Microbes are essential for healthy crops, so it is a good idea to increase their quantity in the soil whenever possible. Some of the best microbes are fungi like mycorrhizae which are beneficial to the roots and overall health of the plant.

Fortunately, living mulch can give soil the right environment for these microbes to thrive.

5. Attracts pollinators

When you plant flowers and crops, it’s not just about soil, water levels and layout; you must attract pollinators to develop a healthy ecosystem. Living mulch is great for attracting local wildlife to your garden.

Think of it this way; if you plant fragrant flowers, animals will be more likely to visit your plant and pollinate your crops. Additionally, wildlife can help keep other insects away from your crops and act as a natural bodyguard.

So you want to have as many as possible in your garden!

6. It’s easy and effective

Growing living mulch is easy and efficient, so there’s no reason not to try this method of growing at home. Gardeners are always looking for methods that can reduce maintenance and annual chores.

If you suffer from back pain or other health issues, you can still benefit from living mulch and improve the quality of soil for your crops. You can just sprinkle a packet of seeds on a piece of land and wait for the magic to happen!

Plant living mulch

Once you’ve decided on the type of living mulch you want to use, it’s time to plant. If your plant requires direct seeding, you should sow the seeds soon after you have laid out the rest of your garden.

Also, you need to plan a path if you are growing something that cannot be walked on. This is why white clover is an excellent low-growing living mulch. This will prevent weeds from growing and you can walk on them.

Obviously, the planting steps will vary depending on the species you choose. Some plants are best propagated by seed while others are best purchased from a reliable nursery.

Even if you’re planting something to improve the soil, it never hurts to work in some manure or compost (well-rotted, of course) before planting your living mulch. It’s not a cover crop, it’s something you want to survive maybe year after year, so give it a head start.

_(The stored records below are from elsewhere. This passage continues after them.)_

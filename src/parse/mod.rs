//! @acp:module "Parser"
//! @acp:summary "Builds parsed method entries from annotated client API source"
//! @acp:domain schema
//! @acp:layer service
//!
//! Pipeline: normalize the source, tokenize doc comments, then derive one
//! [`ParsedMethodEntry`] per comment that documents a statement.

pub mod comments;
pub mod literal;
pub mod normalize;
pub mod types;

use std::sync::LazyLock;

use regex::Regex;

pub use comments::{CommentBlock, CommentDescription, CommentTag, CommentTokenizer, DocCommentTokenizer};
pub use literal::{parse_literal, parse_literal_prefix, LiteralError, LiteralErrorKind};
pub use normalize::normalize_source;
pub use types::{
    MethodAddress, MethodSettings, ParamDescriptor, ParamType, ParsedMethodEntry, ParsedSource,
    UrlVariant,
};

use crate::error::{ApiError, Result};

/// Start of the factory call that registers a method: `ca({`
static FACTORY_CALL_PATTERN: LazyLock<Regex> =
    LazyLock::new(|| Regex::new(r"\bca\(\s*\{").unwrap());

/// What must follow the settings literal: `);`
static FACTORY_CALL_END: LazyLock<Regex> = LazyLock::new(|| Regex::new(r"^\s*\)\s*;").unwrap());

/// @acp:summary "Turns annotated source text into a ParsedSource map"
pub struct Parser {
    tokenizer: Box<dyn CommentTokenizer>,
}

impl Default for Parser {
    fn default() -> Self {
        Self::new()
    }
}

impl Parser {
    /// Parser with the tree-sitter doc comment tokenizer
    pub fn new() -> Self {
        Self::with_tokenizer(Box::new(DocCommentTokenizer))
    }

    pub fn with_tokenizer(tokenizer: Box<dyn CommentTokenizer>) -> Self {
        Self { tokenizer }
    }

    /// @acp:summary "Parse normalized source into method entries keyed by dotted name"
    ///
    /// Blocks without a context are skipped. A later entry with the same
    /// dotted name replaces the earlier one in place.
    pub fn parse_source(&self, source: &str) -> Result<ParsedSource> {
        if source.trim().is_empty() {
            return Err(ApiError::EmptySource);
        }

        let blocks = self.tokenizer.tokenize(source).map_err(ApiError::Tokenizer)?;
        let mut parsed = ParsedSource::new();

        for block in &blocks {
            let Some(context) = block.context.as_deref() else {
                continue;
            };
            let segments = method_segments(context);
            if segments.is_empty() {
                tracing::debug!("Skipping comment at line {} with empty name", block.line);
                continue;
            }

            let entry = ParsedMethodEntry {
                description: cleanup_description(&block.description.full),
                settings: code_to_settings(&block.code),
                param_descriptions: parse_params_description(&block.tags),
                segments,
            };
            let key = entry.dotted_name();
            if parsed.insert(key.clone(), entry).is_some() {
                tracing::debug!("Method {} redefined at line {}", key, block.line);
            }
        }

        tracing::debug!("Parsed {} methods from {} comment blocks", parsed.len(), blocks.len());
        Ok(parsed)
    }
}

/// `api.indices.prototype.create` -> `["indices", "create"]`
pub fn method_segments(context: &str) -> Vec<String> {
    let mut parts: Vec<&str> = context.split('.').collect();
    if parts.first() == Some(&"api") {
        parts.remove(0);
    }
    parts
        .into_iter()
        .filter(|p| !p.is_empty() && *p != "prototype")
        .map(str::to_string)
        .collect()
}

/// Strip a leading `- ` and surrounding whitespace; empty text means no description
pub fn cleanup_description(text: &str) -> Option<String> {
    let text = text.strip_prefix("- ").unwrap_or(text).trim();
    (!text.is_empty()).then(|| text.to_string())
}

/// `params.index` -> `index`
pub fn cleanup_param_name(name: &str) -> Option<String> {
    let name = name.strip_prefix("params.").unwrap_or(name).trim();
    (!name.is_empty()).then(|| name.to_string())
}

/// Per-parameter descriptions from `@param` tags, skipping the bulk `params` tag
pub fn parse_params_description(tags: &[CommentTag]) -> indexmap::IndexMap<String, String> {
    let mut descriptions = indexmap::IndexMap::new();
    for tag in tags {
        if tag.kind != "param" || tag.name == "params" {
            continue;
        }
        let Some(name) = cleanup_param_name(&tag.name) else {
            continue;
        };
        if let Some(description) = cleanup_description(&tag.description) {
            descriptions.insert(name, description);
        }
    }
    descriptions
}

/// @acp:summary "Extract and read the first `ca({...});` settings literal"
///
/// Missing call means no settings. A literal that is not plain data, or that
/// does not match the settings shape, also yields `None` with a warning.
pub fn code_to_settings(code: &str) -> Option<MethodSettings> {
    let call = FACTORY_CALL_PATTERN.find(code)?;
    // literal starts at the brace that closes the match
    let literal_start = call.end() - 1;
    let literal_text = &code[literal_start..];

    let (value, consumed) = match parse_literal_prefix(literal_text) {
        Ok(parsed) => parsed,
        Err(e) => {
            tracing::warn!("Skipping settings literal: {}", e);
            return None;
        }
    };

    if !FACTORY_CALL_END.is_match(&literal_text[consumed..]) {
        tracing::warn!("Settings literal is not a complete ca({{...}}); call");
        return None;
    }

    match serde_json::from_value::<MethodSettings>(value) {
        Ok(settings) => Some(settings),
        Err(e) => {
            tracing::warn!("Settings literal has unexpected shape: {}", e);
            None
        }
    }
}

You may want to fertilize your mulch after a few weeks in the ground to give it an extra boost. You won’t need to fertilize again after this, but it can be a useful perk.

chop and drop

When you read about living mulch, you’ll come across the term “chop and drop,” which refers to the method of chopping plants where they are planted. After cutting the crops, you leave the cut material in place like traditional mulch.

Roots in place so they can continue to grow back. Or, you can let the plant go to seed, then chop and drop it.

This allows you to continue growing your green mulch for years without planting new seeds every year. This is a great method to limit planting time so you can focus on general maintenance during the winter and peak growing season.

Common problems with living mulch

Of course, some problems always arise when growing living mulch.

Living mulch can compete with surrounding crops for sun exposure. Sometimes the soil can’t support both types of plants in an area, so you need to choose something that blends in well with other plants.

Living mulch can also spread quickly, which means you may need to harvest or cut them regularly to control the growth and height of the mulch.

Although living mulch can be good for attracting wildlife, it can also encourage insects and pests to use the mulch as cover. This provides the perfect place for nocturnal insects such as slugs to hide until it gets dark.

If you want to be sure that no pests are hiding secretly under the mulch, it is better to choose low-growing varieties of mulch so that you can better monitor the wandering insects.

Apart from these minor issues, growing living mulch is a suitable alternative to traditional mulch and can add extra nutrients to the soil for your crops.